* **Material supplied**:
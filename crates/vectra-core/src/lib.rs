//! Simulation core of VECTRA: a stochastic spatial model of Bluetongue
//! virus transmission between livestock farms, mediated by biting-midge
//! vectors.
//!
//! The core advances one mutable [`world::SimulationState`] a day at a time
//! through a fixed pipeline: control, midge mortality + incubation, midge
//! diffusion, movement, and per-farm epidemic updates. Loading of farm
//! rosters, weather rasters and movement edges, output, and the Monte Carlo
//! replicate loop live outside this crate.

pub mod config;
pub mod farm;
pub mod grid;
pub mod movement;
pub mod rng;
pub mod spatial;
pub mod vector;
pub mod world;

* **Activity**: Nothing but the lines from the start of the data above through the line with "pub mod farm;" should appear in your answer, copied exactly.

* **Task response**:
filename crates/vectra-core/src/lib.rs
//! Simulation core of VECTRA: a stochastic spatial model of Bluetongue
//! virus transmission between livestock farms, mediated by biting-midge
//! vectors.
//!
//! The core advances one mutable [`world::SimulationState`] a day at a time
//! through a fixed pipeline: control, midge mortality + incubation, midge
//! diffusion, movement, and per-farm epidemic updates. Loading of farm
//! rosters, weather rasters and movement edges, output, and the Monte Carlo
//! replicate loop live outside this crate.

pub mod config;
pub mod farm;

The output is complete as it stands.